The Scoville Scale

The Scoville Scale

Ever wondered just how hot your peppers are? Or why some peppers taste almost sweet while just nibbling on some can set your taste buds on fire? Well, the Scoville Scale can help you answer these questions. The scale measures the hotness of peppers in units known as Scoville Heat Units (SHU).

For example, a jalapeno pepper ranges between 2,500 – 5000 SHU. But what do these numbers mean, and how are they arrived at?

Let’s take a look at the basics of the Scoville Scale.

What Is The Scoville Scale?

 The scale or test is named after Wilbur L. Scoville (1865-1942), who developed the Scoville Organoleptic Test in 1912 while attempting to find a suitable pepper to use in a heat-producing ointment. The scale is used to measure the amount of capsaicin -the chemical compound found in peppers that gives them their spicy heat- in peppers.

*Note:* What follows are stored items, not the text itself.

// SPDX-FileCopyrightText: 2023 Phoenix R&D GmbH <hello@phnx.im>
//
// SPDX-License-Identifier: AGPL-3.0-or-later

use std::net::TcpListener;

use cachet_backend::{auth_service::AuthService, rooms::RoomService, service::BackendService};
use cachet_server::{
    configurations::get_configuration,
    run,
    telemetry::{get_subscriber, init_subscriber},
};
use tracing::info;

#[actix_web::main]
async fn main() -> std::io::Result<()> {
    // Load configuration
    let configuration = get_configuration("server/").expect("Could not load configuration.");

    // Configure logging/trace subscription
    let default_filter = if configuration.application.debug {
        "debug"
    } else {
        "info"
    };
    let subscriber = get_subscriber(
        "cachet-server".into(),
        default_filter.into(),
        std::io::stdout,
    );
    init_subscriber(subscriber);

    // Port binding
    let address = format!(
        "{}:{}",
        configuration.application.host, configuration.application.port
    );
    let listener = TcpListener::bind(address)?;

    info!(
        host = %configuration.database.host,
        "Connecting to postgres server",
    );

    // Try again for 10 times each second in case the postgres server is
    // coming up.
    let mut counter = 0;
    let mut auth_result = AuthService::new(&configuration).await;
    while let Err(e) = auth_result {
        info!("Failed to connect to postgres server: {}", e);
        tokio::time::sleep(std::time::Duration::from_secs(1)).await;
        counter += 1;
        if counter > 10 {
            panic!("Database not ready after 10 seconds.");
        }
        auth_result = AuthService::new(&configuration).await;
    }
    let auth_service = auth_result.unwrap();

    let room_service = RoomService::new(&configuration)
        .await
        .expect("Failed to connect to database.");

    // Start the server
    run(listener, auth_service, room_service, configuration)?.await
}
// SPDX-FileCopyrightText: 2023 Phoenix R&D GmbH <hello@phnx.im>
//
// SPDX-License-Identifier: AGPL-3.0-or-later

//! Bidirectional mapping between live transport sessions and authenticated
//! users. A user may hold any number of concurrent sessions; a session is
//! bound to exactly one user. Process-local, never replicated.

use std::{
    collections::{HashMap, HashSet},
    sync::{Arc, Mutex},
};

use cachet_common::identifiers::{SessionId, UserId};

#[derive(Clone, Default, Debug)]
pub struct SessionRegistry {
    inner: Arc<Mutex<RegistryInner>>,
}

#[derive(Default, Debug)]
struct RegistryInner {
    users_by_session: HashMap<SessionId, UserId>,
    sessions_by_user: HashMap<UserId, HashSet<SessionId>>,
    usernames: HashMap<UserId, String>,
}

impl SessionRegistry {
    /// Bind a session to a user. Idempotent; a prior binding for the same
    /// session id is replaced.
    pub fn attach(&self, session_id: SessionId, user_id: UserId, username: String) {
        let mut inner = self.inner.lock().expect("registry lock poisoned");
        if let Some(previous) = inner.users_by_session.insert(session_id, user_id) {
            remove_session(&mut inner, previous, session_id);
        }
        inner
            .sessions_by_user
            .entry(user_id)
            .or_default()
            .insert(session_id);
        inner.usernames.insert(user_id, username);
    }

    /// Unbind a session; a no-op if it is not known.
    pub fn detach(&self, session_id: SessionId) {
        let mut inner = self.inner.lock().expect("registry lock poisoned");
        if let Some(user_id) = inner.users_by_session.remove(&session_id) {
            remove_session(&mut inner, user_id, session_id);
        }
    }

    pub fn resolve_user(&self, session_id: SessionId) -> Option<UserId> {
        let inner = self.inner.lock().expect("registry lock poisoned");
        inner.users_by_session.get(&session_id).copied()
    }

    pub fn is_authenticated(&self, session_id: SessionId) -> bool {
        self.resolve_user(session_id).is_some()
    }

    /// All live sessions of a user, for targeted fan-out.
    pub fn sessions_of_user(&self, user_id: UserId) -> Vec<SessionId> {
        let inner = self.inner.lock().expect("registry lock poisoned");
        inner
            .sessions_by_user
            .get(&user_id)
            .map(|sessions| sessions.iter().copied().collect())
            .unwrap_or_default()
    }

    pub fn username_of(&self, user_id: UserId) -> Option<String> {
        let inner = self.inner.lock().expect("registry lock poisoned");
        inner.usernames.get(&user_id).cloned()
    }
}

fn remove_session(inner: &mut RegistryInner, user_id: UserId, session_id: SessionId) {
    let last_session_gone = match inner.sessions_by_user.get_mut(&user_id) {
        Some(sessions) => {
            sessions.remove(&session_id);
            sessions.is_empty()
        }
        None => true,
    };
    if last_session_gone {
        inner.sessions_by_user.remove(&user_id);
        inner.usernames.remove(&user_id);
    }
}
// SPDX-FileCopyrightText: 2024 Phoenix R&D GmbH <hello@phnx.im>
//
// SPDX-License-Identifier: AGPL-3.0-or-later

use thiserror::Error;

use cachet_common::identifiers::{KeyVersion, UserId};

use crate::errors::{ErrorKind, StorageError};

/// Failures of room, ledger and message operations. The display strings are
/// what clients receive in `error` events; they never carry internals.
#[derive(Debug, Error)]
pub enum RoomError {
    #[error("Room not found")]
    RoomNotFound,
    #[error("User {0} not found")]
    UserNotFound(UserId),
    #[error("Not a participant in this room")]
    NotAParticipant,
    #[error("No new users were added")]
    NoNewUsers,
    #[error("Must provide keys for ALL current participants")]
    IncompleteWrapSet,
    #[error("Key version conflict: next version is {expected}, keys were built for {provided}")]
    VersionConflict {
        expected: KeyVersion,
        provided: KeyVersion,
    },
    #[error("key_version {requested} is ahead of the room's current version {current}")]
    FutureKeyVersion {
        requested: KeyVersion,
        current: KeyVersion,
    },
    #[error("key_version must be at least 1")]
    InvalidKeyVersion,
    #[error(transparent)]
    Storage(#[from] StorageError),
}

impl RoomError {
    pub fn kind(&self) -> ErrorKind {
        match self {
            RoomError::RoomNotFound | RoomError::UserNotFound(_) => ErrorKind::NotFound,
            RoomError::NotAParticipant => ErrorKind::AuthorizationDenied,
            RoomError::NoNewUsers
            | RoomError::FutureKeyVersion { .. }
            | RoomError::InvalidKeyVersion => ErrorKind::Validation,
            RoomError::VersionConflict { .. } => ErrorKind::Conflict,
            RoomError::IncompleteWrapSet => ErrorKind::StateInvariant,
            RoomError::Storage(_) => ErrorKind::StorageFailure,
        }
    }
}

impl From<sqlx::Error> for RoomError {
    fn from(e: sqlx::Error) -> Self {
        Self::Storage(e.into())
    }
}
// SPDX-FileCopyrightText: 2023 Phoenix R&D GmbH <hello@phnx.im>
//
// SPDX-License-Identifier: AGPL-3.0-or-later

use cachet_common::{
    events::client::SendMessage,
    identifiers::{KeyVersion, MessageId, UserId},
};

use crate::auth_service::AuthenticatedUser;

use super::{
    errors::RoomError, membership, message_record::MessageRecord, room_record::RoomRecord,
    RoomService,
};

#[derive(Debug)]
pub struct AppendedMessage {
    pub message: MessageRecord,
    pub sender_username: String,
    pub is_group: bool,
    pub participants: Vec<UserId>,
}

impl RoomService {
    /// Append a ciphertext to a room. The named key version must already be
    /// installed, which pins every stored message to a version at most the
    /// room's current one.
    #[tracing::instrument(skip(self, request), fields(room_id = %request.room_id, sender = %caller.user_id))]
    pub async fn append_user_message(
        &self,
        caller: &AuthenticatedUser,
        request: SendMessage,
    ) -> Result<AppendedMessage, RoomError> {
        if request.key_version < KeyVersion::FIRST {
            return Err(RoomError::InvalidKeyVersion);
        }

        let mut tx = self.pool().begin().await?;
        let room = RoomRecord::load_for_update(&mut tx, request.room_id)
            .await?
            .ok_or(RoomError::RoomNotFound)?;

        let participants = membership::participant_ids(&mut *tx, room.id).await?;
        if !participants.contains(&caller.user_id) {
            return Err(RoomError::NotAParticipant);
        }
        if request.key_version > room.current_key_version {
            return Err(RoomError::FutureKeyVersion {
                requested: request.key_version,
                current: room.current_key_version,
            });
        }

        let message = MessageRecord::insert_user(
            &mut *tx,
            room.id,
            caller.user_id,
            &request.encrypted_content,
            &request.iv,
            request.key_version,
        )
        .await?;
        tx.commit().await?;

        tracing::info!(message_id = %message.id, "message stored");
        Ok(AppendedMessage {
            message,
            sender_username: caller.username.clone(),
            is_group: room.is_group,
            participants,
        })
    }

    /// Set the delivered flag after the first successful fan-out to a live
    /// recipient session. Only meaningful for 1-to-1 rooms; never reset.
    pub async fn mark_delivered(&self, message_id: MessageId) -> Result<(), RoomError> {
        MessageRecord::mark_delivered(self.pool(), message_id).await?;
        Ok(())
    }
}
// SPDX-FileCopyrightText: 2023 Phoenix R&D GmbH <hello@phnx.im>
//
// SPDX-License-Identifier: AGPL-3.0-or-later

//! Server-side core of the Cachet end-to-end encrypted chat service.
//!
//! The backend never touches plaintext or unwrapped key material. It
//! authenticates users, keeps the membership and key-version state of rooms,
//! stores per-recipient wrapped keys and ciphertext messages, and hands the
//! transport layer everything it needs for fan-out.

pub mod auth_service;
pub mod errors;
pub mod rooms;
pub mod service;
pub mod settings;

Capsaicin is responsible for making your tongue burn, body sweat, and ears ache after eating a pepper. Most capsaicin is found in the ribs and seeds of the pepper.

 What Are Scoville Heat Units?

 Scoville heat units, also known as SHU, simply measure the number of times capsaicin needs to be diluted by sugar water. The number of Scoville Heat Units (SHU) in a pepper or even hot sauce indicates the presence of capsaicin. The higher the Scoville rating, the hotter the pepper. So, of course, a low rating indicates little or no heat.

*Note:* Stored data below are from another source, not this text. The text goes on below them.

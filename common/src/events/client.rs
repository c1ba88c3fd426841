// SPDX-FileCopyrightText: 2023 Phoenix R&D GmbH <hello@phnx.im>
//
// SPDX-License-Identifier: AGPL-3.0-or-later

//! Client-originated events and their payloads.

use serde::{Deserialize, Serialize};

use crate::{
    identifiers::{KeyVersion, RoomId, UserId},
    material::{Ciphertext, Iv, WrappedKey},
};

/// One wrapped key destined for one recipient, as sent by clients whenever a
/// new key version is installed.
#[derive(Debug, Clone, PartialEq, Eq, Serialize, Deserialize)]
pub struct KeyEntry {
    pub user_id: UserId,
    pub encrypted_key: WrappedKey,
}

/// Everything a client can ask the gateway to do.
#[derive(Debug, Clone, PartialEq, Serialize, Deserialize)]
#[serde(tag = "event", content = "data", rename_all = "snake_case")]
pub enum ClientEvent {
    CreateRoom(CreateRoom),
    InviteToRoom(InviteToRoom),
    LeaveRoom(LeaveRoom),
    RotateRoomKey(RotateRoomKey),
    SendMessage(SendMessage),
    GetMessages(GetMessages),
}

#[derive(Debug, Clone, PartialEq, Serialize, Deserialize)]
pub struct CreateRoom {
    #[serde(default)]
    pub name: Option<String>,
    #[serde(default)]
    pub participant_ids: Vec<UserId>,
    /// Defaults to true when more than one participant is invited.
    #[serde(default)]
    pub is_group: Option<bool>,
    /// Version-1 wraps; must cover the creator and every invitee.
    #[serde(default)]
    pub encrypted_keys: Vec<KeyEntry>,
}

#[derive(Debug, Clone, PartialEq, Serialize, Deserialize)]
pub struct InviteToRoom {
    pub room_id: RoomId,
    pub invited_user_ids: Vec<UserId>,
    /// Wraps for the next version; must cover current participants plus
    /// invitees.
    #[serde(default)]
    pub new_encrypted_keys: Vec<KeyEntry>,
    /// The version the wraps were built for (observed current + 1). When
    /// present, a mismatch with the room's actual next version is a
    /// conflict.
    #[serde(default)]
    pub new_key_version: Option<KeyVersion>,
}

#[derive(Debug, Clone, PartialEq, Serialize, Deserialize)]
pub struct LeaveRoom {
    pub room_id: RoomId,
}

#[derive(Debug, Clone, PartialEq, Serialize, Deserialize)]
pub struct RotateRoomKey {
    pub room_id: RoomId,
    /// Wraps for the next version; must cover exactly the current
    /// participant set.
    pub new_encrypted_keys: Vec<KeyEntry>,
    /// The version the wraps were built for. Losing a rotation race shows up
    /// as a conflict on this field; the client may retry against the new
    /// current version.
    pub new_key_version: KeyVersion,
}

#[derive(Debug, Clone, PartialEq, Serialize, Deserialize)]
pub struct SendMessage {
    pub room_id: RoomId,
    pub encrypted_content: Ciphertext,
    pub iv: Iv,
    pub key_version: KeyVersion,
}

#[derive(Debug, Clone, PartialEq, Serialize, Deserialize)]
pub struct GetMessages {
    pub room_id: RoomId,
    #[serde(default)]
    pub limit: Option<i64>,
    #[serde(default)]
    pub offset: Option<i64>,
}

How Are Scoville Heath Units Determined?

 To determine the Scoville Heat Unit, an alcohol extract of the capsaicin oil from a dried pepper is mixed with a solution of water and sugar to the point where a panel of human taste-testers can’t detect the pepper’s heat. The pepper is then assigned a Scoville Heat Unit concerning the dilution required for the “burn” to no longer be sensed. 

For example, if a pepper rates at 5,000 Scoville Heat Units, then the oil obtained from the extract must be diluted 5,000 times before the heat is barely detectable.

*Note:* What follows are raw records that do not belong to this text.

// SPDX-FileCopyrightText: 2023 Phoenix R&D GmbH <hello@phnx.im>
//
// SPDX-License-Identifier: AGPL-3.0-or-later

//! Cachet server.
//!
//! actix-web application in front of the backend services: HTTP endpoints
//! for auth and user lookup, and the websocket gateway that carries the
//! realtime protocol.

pub mod configurations;
pub mod dispatch;
pub mod endpoints;
pub mod gateway;
pub mod registry;
pub mod telemetry;

use std::net::TcpListener;

use actix_cors::Cors;
use actix_web::{
    dev::Server,
    web::{self, Data},
    App, HttpServer,
};
use cachet_backend::{auth_service::AuthService, rooms::RoomService, settings::Settings};
use tracing_actix_web::TracingLogger;

use crate::{
    dispatch::EventDispatcher,
    endpoints::{health_check, ENDPOINT_HEALTH_CHECK, ENDPOINT_WS},
    registry::SessionRegistry,
};

/// Configure and run the server application.
pub fn run(
    listener: TcpListener,
    auth_service: AuthService,
    room_service: RoomService,
    settings: Settings,
) -> Result<Server, std::io::Error> {
    // The registry and dispatcher live for the whole process; every worker
    // shares the same maps.
    let registry = SessionRegistry::default();
    let dispatch = EventDispatcher::default();

    let auth_service_data = Data::new(auth_service);
    let room_service_data = Data::new(room_service);
    let registry_data = Data::new(registry);
    let dispatch_data = Data::new(dispatch);
    let settings_data = Data::new(settings.clone());

    tracing::info!(
        "Starting server, listening on {}:{}",
        listener
            .local_addr()
            .expect("Could not get local address")
            .ip(),
        listener
            .local_addr()
            .expect("Could not get local address")
            .port()
    );

    let server = HttpServer::new(move || {
        App::new()
            .wrap(TracingLogger::default())
            .wrap(build_cors(&settings.application.cors_origins))
            .app_data(auth_service_data.clone())
            .app_data(room_service_data.clone())
            .app_data(registry_data.clone())
            .app_data(dispatch_data.clone())
            .app_data(settings_data.clone())
            .route(ENDPOINT_HEALTH_CHECK, web::get().to(health_check))
            .service(
                web::scope("/api/auth")
                    .route("/register", web::post().to(endpoints::auth::register))
                    .route("/login", web::post().to(endpoints::auth::login))
                    .route("/refresh", web::post().to(endpoints::auth::refresh))
                    .route("/logout", web::post().to(endpoints::auth::logout)),
            )
            .service(
                web::scope("/api/users")
                    .route("/search", web::get().to(endpoints::users::search_users))
                    .route(
                        "/{user}/public-key",
                        web::get().to(endpoints::users::public_key),
                    ),
            )
            .route(ENDPOINT_WS, web::get().to(gateway::upgrade_connection))
    })
    .listen(listener)?
    .run();
    Ok(server)
}

fn build_cors(origins: &[String]) -> Cors {
    if origins.is_empty() || origins.iter().any(|origin| origin == "*") {
        return Cors::permissive();
    }
    let mut cors = Cors::default()
        .allow_any_method()
        .allow_any_header()
        .supports_credentials();
    for origin in origins {
        cors = cors.allowed_origin(origin);
    }
    cors
}
// SPDX-FileCopyrightText: 2024 Phoenix R&D GmbH <hello@phnx.im>
//
// SPDX-License-Identifier: AGPL-3.0-or-later

//! Minting and decoding of access and refresh tokens (HS256 JWTs).
//!
//! Domain checks on top of the raw JWT (token type, user existence and
//! active flag) live in the auth service; this module only handles the
//! cryptographic envelope.

use chrono::{Duration, Utc};
use jsonwebtoken::{Algorithm, DecodingKey, EncodingKey, Header, Validation};
use serde::{Deserialize, Serialize};
use thiserror::Error;
use uuid::Uuid;

use cachet_common::identifiers::UserId;

use crate::settings::AuthSettings;

#[derive(Debug, Clone, Copy, PartialEq, Eq, Serialize, Deserialize)]
#[serde(rename_all = "lowercase")]
pub enum TokenType {
    Access,
    Refresh,
}

#[derive(Debug, Clone, PartialEq, Serialize, Deserialize)]
pub struct Claims {
    /// User id, stringified.
    pub sub: String,
    pub jti: Uuid,
    #[serde(rename = "type")]
    pub token_type: TokenType,
    pub iat: i64,
    pub exp: i64,
}

impl Claims {
    pub fn user_id(&self) -> Option<UserId> {
        self.sub.parse().ok().map(UserId::new)
    }
}

/// Decode-level failures; the caller maps these onto its own error space.
#[derive(Debug, Error, PartialEq, Eq)]
pub enum TokenDecodeError {
    #[error("malformed token")]
    Malformed,
    #[error("token expired")]
    Expired,
}

#[derive(Debug, Error)]
#[error("failed to encode token")]
pub struct TokenEncodeError(#[from] jsonwebtoken::errors::Error);

/// A freshly minted refresh token together with the identifiers the service
/// persists for later revocation.
#[derive(Debug, Clone)]
pub struct MintedRefreshToken {
    pub token: String,
    pub jti: Uuid,
    pub expires_at: chrono::DateTime<Utc>,
}

#[derive(Clone)]
pub struct TokenIssuer {
    encoding_key: EncodingKey,
    decoding_key: DecodingKey,
    access_ttl: Duration,
    refresh_ttl: Duration,
}

impl TokenIssuer {
    pub fn new(settings: &AuthSettings) -> Self {
        Self {
            encoding_key: EncodingKey::from_secret(settings.jwt_secret.as_bytes()),
            decoding_key: DecodingKey::from_secret(settings.jwt_secret.as_bytes()),
            access_ttl: Duration::seconds(settings.access_token_ttl_seconds),
            refresh_ttl: Duration::seconds(settings.refresh_token_ttl_seconds),
        }
    }

    pub fn mint_access(&self, user_id: UserId) -> Result<String, TokenEncodeError> {
        let (token, _) = self.mint(user_id, TokenType::Access, self.access_ttl)?;
        Ok(token)
    }

    pub fn mint_refresh(&self, user_id: UserId) -> Result<MintedRefreshToken, TokenEncodeError> {
        let (token, claims) = self.mint(user_id, TokenType::Refresh, self.refresh_ttl)?;
        Ok(MintedRefreshToken {
            token,
            jti: claims.jti,
            expires_at: chrono::DateTime::from_timestamp(claims.exp, 0)
                .unwrap_or_else(Utc::now),
        })
    }

    fn mint(
        &self,
        user_id: UserId,
        token_type: TokenType,
        ttl: Duration,
    ) -> Result<(String, Claims), TokenEncodeError> {
        let now = Utc::now();
        let claims = Claims {
            sub: user_id.to_string(),
            jti: Uuid::new_v4(),
            token_type,
            iat: now.timestamp(),
            exp: (now + ttl).timestamp(),
        };
        let token = jsonwebtoken::encode(&Header::default(), &claims, &self.encoding_key)?;
        Ok((token, claims))
    }

    pub fn decode(&self, token: &str) -> Result<Claims, TokenDecodeError> {
        let validation = Validation::new(Algorithm::HS256);
        jsonwebtoken::decode::<Claims>(token, &self.decoding_key, &validation)
            .map(|data| data.claims)
            .map_err(|error| match error.kind() {
                jsonwebtoken::errors::ErrorKind::ExpiredSignature => TokenDecodeError::Expired,
                _ => TokenDecodeError::Malformed,
            })
    }
}

impl std::fmt::Debug for TokenIssuer {
    fn fmt(&self, f: &mut std::fmt::Formatter<'_>) -> std::fmt::Result {
        f.debug_struct("TokenIssuer").finish_non_exhaustive()
    }
}

#[cfg(test)]
mod tests {
    use super::*;

    fn issuer() -> TokenIssuer {
        TokenIssuer::new(&AuthSettings {
            jwt_secret: "test-secret".to_owned(),
            access_token_ttl_seconds: 900,
            refresh_token_ttl_seconds: 3600,
            secure_cookies: false,
            validate_password_strength: false,
        })
    }

    #[test]
    fn access_token_round_trips() {
        let issuer = issuer();
        let token = issuer.mint_access(UserId::new(42)).unwrap();
        let claims = issuer.decode(&token).unwrap();
        assert_eq!(claims.user_id(), Some(UserId::new(42)));
        assert_eq!(claims.token_type, TokenType::Access);
    }

    #[test]
    fn refresh_token_carries_jti() {
        let issuer = issuer();
        let minted = issuer.mint_refresh(UserId::new(7)).unwrap();
        let claims = issuer.decode(&minted.token).unwrap();
        assert_eq!(claims.jti, minted.jti);
        assert_eq!(claims.token_type, TokenType::Refresh);
        assert_eq!(claims.exp, minted.expires_at.timestamp());
    }

    #[test]
    fn garbage_is_malformed() {
        assert_eq!(
            issuer().decode("not-a-token"),
            Err(TokenDecodeError::Malformed)
        );
    }

    #[test]
    fn tokens_from_another_secret_are_rejected() {
        let other = TokenIssuer::new(&AuthSettings {
            jwt_secret: "other-secret".to_owned(),
            access_token_ttl_seconds: 900,
            refresh_token_ttl_seconds: 3600,
            secure_cookies: false,
            validate_password_strength: false,
        });
        let token = other.mint_access(UserId::new(1)).unwrap();
        assert_eq!(issuer().decode(&token), Err(TokenDecodeError::Malformed));
    }
}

How Accurate Is The Scoville Scale?

 The human palate varies widely from person to person, which makes the Scoville test somewhat subjective. The fact that the test relies on human taste thereby makes it inherently imprecise to a certain extent. Scoville ratings for peppers also change according to a type of pepper’s growing conditions like humidity and soil and the pepper’s maturity, seed lineage, and other factors. Today, a high-performance liquid chromatography process can determine the exact concentration of capsaicin, eliminating the need for human taste testers. But the Scoville Scale is still the official measurement used by foodies and experts alike.

How Hot Are Peppers According To The Scale?

 The Scoville Heat Units of peppers from all around the world ranges from as low as zero as seen with sweet bell peppers, which have no capsaicin present, to as high as 800,000 to 1,001,300 as seen with Bhut Jolokia (Ghost Pepper), which is considered to be one of the hottest peppers in the world. 

To put this into perspective, a regular Jalapeno test ranges between 2,500 to 8,000 units. Standard pepper spray ranges from 2,000,000–5,300,000 while pure capsaicin ranges from 15-16,000,000 units. The Carolina Reaper is currently considered the hottest pepper globally, with a Scoville Heat Unit ranging from 1.56 million units to 2.2 million units.